**Exercise description:** Only a number is wanted here: how many lines in the records below contain the string "long".

Segment Start: Dataset

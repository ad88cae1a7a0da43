//! Minimal Telegram Bot API client: long polling and replies.

use crate::error::{Result, RiskError};
use reqwest::multipart::{Form, Part};
use reqwest::{Client, RequestBuilder};
use serde::Deserialize;
use serde::de::DeserializeOwned;
use serde_json::json;
use std::path::Path;
use std::time::Duration;
use tracing::debug;

/// Extra headroom on top of the long-poll timeout before reqwest gives up.
const REQUEST_GRACE_SECS: u64 = 10;

#[derive(Debug, Deserialize)]
struct ApiResponse<T> {
    ok: bool,
    result: Option<T>,
    description: Option<String>,
}

#[derive(Debug, Clone, Deserialize)]
pub struct Update {
    pub update_id: i64,
    pub message: Option<Message>,
}

#[derive(Debug, Clone, Deserialize)]
pub struct Message {
    pub message_id: i64,
    pub chat: Chat,
    pub text: Option<String>,
}

#[derive(Debug, Clone, Deserialize)]
pub struct Chat {
    pub id: i64,
}

pub struct TelegramClient {
    client: Client,
    base_url: String,
    token: String,
}

impl TelegramClient {
    pub fn new(base_url: String, token: String, poll_timeout_secs: u64) -> Result<Self> {
        let client = Client::builder()
            .timeout(Duration::from_secs(poll_timeout_secs + REQUEST_GRACE_SECS))
            .build()
            .map_err(RiskError::Http)?;

        Ok(Self {
            client,
            base_url,
            token,
        })
    }

    fn method_url(&self, method: &str) -> String {
        format!("{}/bot{}/{}", self.base_url, self.token, method)
    }

    pub async fn get_updates(&self, offset: Option<i64>, timeout_secs: u64) -> Result<Vec<Update>> {
        let mut body = json!({
            "timeout": timeout_secs,
            "allowed_updates": ["message"],
        });
        if let Some(offset) = offset {
            body["offset"] = json!(offset);
        }

        let request = self.client.post(self.method_url("getUpdates")).json(&body);
        self.call(request).await
    }

    pub async fn send_message(&self, chat_id: i64, text: &str) -> Result<()> {
        let request = self
            .client
            .post(self.method_url("sendMessage"))
            .json(&json!({ "chat_id": chat_id, "text": text }));

        let _: Message = self.call(request).await?;
        debug!("Sent message to chat {}", chat_id);
        Ok(())
    }

    pub async fn send_document(&self, chat_id: i64, path: &Path) -> Result<()> {
        let bytes = tokio::fs::read(path).await?;
        let file_name = path
            .file_name()
            .map_or_else(|| "map.html".to_string(), |n| n.to_string_lossy().into_owned());

        let form = Form::new()
            .text("chat_id", chat_id.to_string())
            .part("document", Part::bytes(bytes).file_name(file_name));

        let request = self
            .client
            .post(self.method_url("sendDocument"))
            .multipart(form);

        let _: Message = self.call(request).await?;
        debug!("Sent document {} to chat {}", path.display(), chat_id);
        Ok(())
    }

    async fn call<T: DeserializeOwned>(&self, request: RequestBuilder) -> Result<T> {
        // Request URLs embed the bot token; keep them out of error messages.
        let response = request.send().await.map_err(|e| e.without_url())?;
        let status = response.status();
        let body: ApiResponse<T> = response.json().await.map_err(|e| e.without_url())?;

        if !body.ok {
            return Err(RiskError::Telegram(format!(
                "HTTP {}: {}",
                status,
                body.description.unwrap_or_default()
            )));
        }

        body.result
            .ok_or_else(|| RiskError::Telegram("response without result".to_string()))
    }
}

Segment End: Dataset

**Written solution:** 2